Enfance, formation et début de carrière d’avocat
René Jules Gustave Coty naît le 20 mars 1882 au Havre, dans une famille normande d’enseignants et de petits artisans. Son père, Jean Coty, est professeur et directeur d’un collège, et il donne très tôt à René une éducation républicaine et laïque. Brillant élève, René obtient en 1899 un double baccalauréat en sciences et lettres avec mention « bien » et part étudier à l’université de Caen. Il y suit des cours de droit, de lettres et de philosophie, et en 1902 passe avec succès sa licence en droit ainsi qu’une licence en lettres et philosophie. La même année, il prête serment et s’inscrit au barreau du Havre. Spécialisé en droit maritime et commercial, il plaide tant au civil qu’au pénal. Animé par un sens aigu de la justice sociale, il se fait connaître dès ses débuts d’avocat en défendant en 1910 Jules Durand, syndicaliste accusé à tort de meurtre dans une affaire très médiatisée. Ce combat pour un ouvrier accusé à tort vaut à Coty d’obtenir la fonction de bâtonnier du barreau du Havre.

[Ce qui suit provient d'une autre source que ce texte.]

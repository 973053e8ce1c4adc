use nalgebra::{storage::Storage, Dyn, Vector};

/// Pearson's r between two equally long vectors.
/// Returns NaN when it is undefined, i.e. fewer than two samples or one of
/// the inputs has zero variance.
pub fn pearson<SA, SB>(a: &Vector<f64, Dyn, SA>, b: &Vector<f64, Dyn, SB>) -> f64
where
    SA: Storage<f64, Dyn>,
    SB: Storage<f64, Dyn>,
{
    debug_assert_eq!(a.len(), b.len());
    let n = a.len();
    if n < 2 {
        return f64::NAN;
    }
    let mean_a = a.sum() / n as f64;
    let mean_b = b.sum() / n as f64;

    let (mut cov, mut var_a, mut var_b) = (0.0, 0.0, 0.0);
    for (x, y) in a.iter().zip(b.iter()) {
        let da = x - mean_a;
        let db = y - mean_b;
        cov += da * db;
        var_a += da * da;
        var_b += db * db;
    }

    let denom = (var_a * var_b).sqrt();
    if denom == 0.0 || !denom.is_finite() {
        return f64::NAN;
    }

    (cov / denom).clamp(-1.0, 1.0)
}

/// Same as [`pearson`], but an undefined correlation counts as no correlation
#[inline(always)]
pub fn pearson_or_zero<SA, SB>(a: &Vector<f64, Dyn, SA>, b: &Vector<f64, Dyn, SB>) -> f64
where
    SA: Storage<f64, Dyn>,
    SB: Storage<f64, Dyn>,
{
    let r = pearson(a, b);
    if r.is_nan() {
        0.0
    } else {
        r
    }
}
//! This crate provides the functionality shared by the receptive field crates:
//! configuration, errors and NaN aware statistics.

#![warn(unused_imports)]
#![warn(missing_docs)]

mod errors;
mod params;
mod stats;

pub use errors::{Error, Result};
pub use params::{FoldScheme, Params};
pub use stats::nan_mean;
/// The recorded responses to one stimulus
#[derive(Debug, Clone)]
pub struct Trial {
    /// Id of the stimulus that was presented
    pub stimulus_id: String,
    /// One `channels x time` recording per presentation
    pub repetitions: Vec<DMatrix<f64>>,
}

/// All trials recorded from one subject
#[derive(Debug, Clone)]
pub struct SubjectRecordings {
    subject: String,
    num_channels: usize,
    trials: HashMap<String, Trial>,
    order: Vec<String>,
}

impl SubjectRecordings {
    /// Collect the trials of a subject, every recording needs the same channels
    /// and every stimulus may occur only once.
    pub fn new(subject: impl Into<String>, trials: Vec<Trial>) -> Result<Self> {
        let num_channels = trials
            .iter()
            .flat_map(|t| t.repetitions.iter())
            .map(|r| r.nrows())
            .next()
            .ok_or_else(|| Error::InvalidConfig("subject has no recorded repetition".to_string()))?;

        let mut order = Vec::with_capacity(trials.len());
        let mut by_id = HashMap::with_capacity(trials.len());
        for trial in trials {
            for rep in trial.repetitions.iter() {
                if rep.nrows() != num_channels {
                    return Err(Error::shape(
                        format!("channels recorded for {}", trial.stimulus_id),
                        num_channels,
                        rep.nrows(),
                    ));
                }
            }
            if by_id.contains_key(&trial.stimulus_id) {
                return Err(Error::InvalidConfig(format!(
                    "stimulus {} recorded twice",
                    trial.stimulus_id
                )));
            }
            order.push(trial.stimulus_id.clone());
            by_id.insert(trial.stimulus_id.clone(), trial);
        }

        Ok(Self {
            subject: subject.into(),
            num_channels,
            trials: by_id,
            order,
        })
    }

    /// Id of the subject, results are stored under it
    #[inline(always)]
    pub fn subject(&self) -> &str {
        &self.subject
    }

    /// Number of recording channels
    #[inline(always)]
    pub fn num_channels(&self) -> usize {
        self.num_channels
    }

    /// Number of distinct stimuli
    #[inline(always)]
    pub fn num_trials(&self) -> usize {
        self.order.len()
    }

    /// The trial of a stimulus
    #[inline(always)]
    pub fn get(&self, stimulus_id: &str) -> Option<&Trial> {
        self.trials.get(stimulus_id)
    }

    /// Stimulus ids in the order the trials were given
    #[inline(always)]
    pub fn stimulus_ids(&self) -> &[String] {
        &self.order
    }
}

/// One precomputed stratified ordering of stimulus ids per fold
#[derive(Debug, Clone, Default)]
pub struct FoldOrderings {
    orderings: Vec<Vec<String>>,
}

impl FoldOrderings {
    /// Use the orderings, the position is the fold index
    pub fn new(orderings: Vec<Vec<String>>) -> Self {
        Self { orderings }
    }

    /// The ordering of a fold
    ///
    /// # Errors
    /// MissingArtifact if no ordering exists for this fold
    pub fn get(&self, fold: usize) -> Result<&[String]> {
        self.orderings
            .get(fold)
            .map(|o| o.as_slice())
            .ok_or_else(|| Error::MissingArtifact(format!("stratified ordering of fold {fold}")))
    }

    /// Number of orderings
    #[inline(always)]
    pub fn len(&self) -> usize {
        self.orderings.len()
    }

    /// Whether there is no ordering
    #[inline(always)]
    pub fn is_empty(&self) -> bool {
        self.orderings.is_empty()
    }
}

/// The stimulus features and responses of one corpus ordering, stacked over
/// all trials and repetitions.
#[derive(Debug, Clone)]
pub struct Corpus {
    raw: DMatrix<f64>,
    responses: DMatrix<f64>,
    trial_starts: Vec<usize>,
}

impl Corpus {
    /// Stack the trials in the given order. Stimuli without recordings are
    /// skipped, every repetition of a trial is appended.
    /// The response to sample `i` is read from recording column
    /// `i + 1 + response_offset`. Repetitions too short for that get NaN responses.
    ///
    /// # Errors
    /// MissingArtifact if a recorded stimulus is absent from the table
    pub fn extract(
        recordings: &SubjectRecordings,
        table: &StimulusTable,
        ordering: &[String],
        params: &Params,
    ) -> Result<Self> {
        let mut trials = Vec::with_capacity(recordings.num_trials());
        for id in ordering {
            let Some(trial) = recordings.get(id) else {
                continue;
            };
            let features = table
                .get(id)
                .ok_or_else(|| Error::MissingArtifact(format!("stimulus features of {id}")))?;
            trials.push((trial, features));
        }
        let num_rows: usize = trials.iter().map(|(t, f)| f.len() * t.repetitions.len()).sum();
        let num_channels = recordings.num_channels();

        let mut raw: DMatrix<f64> = DMatrix::zeros(num_rows, NUM_RAW_FEATURES);
        let mut responses: DMatrix<f64> = DMatrix::from_element(num_rows, num_channels, f64::NAN);
        let mut trial_starts = Vec::with_capacity(trials.len());
        let mut row = 0;
        for (trial, features) in trials.iter() {
            trial_starts.push(row);
            let n = features.len();
            for rep in trial.repetitions.iter() {
                for i in 0..n {
                    raw[(row + i, ABS_PITCH)] = features.abs_pitch[i];
                    raw[(row + i, REL_PITCH)] = features.rel_pitch[i];
                    raw[(row + i, INTENSITY)] = features.intensity[i];
                    raw[(row + i, TIME_OFFSET)] = (i + 1) as f64 / params.sample_rate;
                    raw[(row + i, PITCH_CHANGE)] = features.pitch_change[i];
                }
                if n + params.response_offset < rep.ncols() {
                    for i in 0..n {
                        let col = i + 1 + params.response_offset;
                        for c in 0..num_channels {
                            responses[(row + i, c)] = rep[(c, col)];
                        }
                    }
                } else if n > 0 {
                    warn!(
                        "recording of {} holds {} samples, {} needed, responses set to NaN",
                        trial.stimulus_id,
                        rep.ncols(),
                        n + 1 + params.response_offset
                    );
                }
                row += n;
            }
        }
        debug!("extracted {} trials into {} rows x {} channels", trials.len(), num_rows, num_channels);

        Ok(Self {
            raw,
            responses,
            trial_starts,
        })
    }

    /// Number of stacked samples
    #[inline(always)]
    pub fn num_rows(&self) -> usize {
        self.raw.nrows()
    }

    /// Number of response channels
    #[inline(always)]
    pub fn num_channels(&self) -> usize {
        self.responses.ncols()
    }

    /// `T x NUM_RAW_FEATURES` continuous stimulus features
    #[inline(always)]
    pub fn raw(&self) -> &DMatrix<f64> {
        &self.raw
    }

    /// `T x C` responses
    #[inline(always)]
    pub fn responses(&self) -> &DMatrix<f64> {
        &self.responses
    }

    /// First row of every trial, in corpus order
    #[inline(always)]
    pub fn trial_starts(&self) -> &[usize] {
        &self.trial_starts
    }

    /// The given rows without those lacking an intensity value
    pub fn rows_with_intensity<I: IntoIterator<Item = usize>>(&self, rows: I) -> Vec<usize> {
        rows.into_iter().filter(|r| !self.raw[(*r, INTENSITY)].is_nan()).collect()
    }

    /// Encode and delay embed the given rows into the design of a variant.
    ///
    /// # Errors
    /// ShapeMismatch if the raw features are not `NUM_RAW_FEATURES` wide or the
    /// constructed width differs from the one the variant and delays imply
    pub fn design(
        &self,
        rows: &[usize],
        edges: &EncodingEdges,
        delays: &Delays,
        variant: FeatureVariant,
        sample_rate: f64,
    ) -> Result<DMatrix<f64>> {
        if self.raw.ncols() != NUM_RAW_FEATURES {
            return Err(Error::shape("corpus raw feature columns", NUM_RAW_FEATURES, self.raw.ncols()));
        }
        let raw = self.raw.select_rows(rows);
        let design = delays.embed(&construct_design(&raw, edges, variant, sample_rate)?);
        let expected = variant.num_features(edges.num_bins(), delays.len());
        if design.ncols() != expected {
            return Err(Error::shape(format!("{variant} design columns"), expected, design.ncols()));
        }
        Ok(design)
    }

    /// The responses of the given rows
    #[inline(always)]
    pub fn responses_of(&self, rows: &[usize]) -> DMatrix<f64> {
        self.responses.select_rows(rows)
    }
}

Parallèlement à sa carrière juridique, Coty cultive ses passions intellectuelles : il fonde en 1905 le « Cercle Vallongues », un club littéraire dans lequel il discute de philosophie et de littérature avec des amis. En 1907, il se marie à l’église Saint-Michel du Havre avec Germaine Corblet, issue d’une famille d’armateurs locaux. Le couple aura deux filles, Geneviève (née en 1908) et Anne-Marie (née en 1910), qui seront toutes deux partie prenante de sa vie familiale. Cette période normande est ainsi marquée par l’activité d’un jeune avocat engagé, séduit par les idéaux républicains de la IIIe République, tout en développant des contacts en politique locale.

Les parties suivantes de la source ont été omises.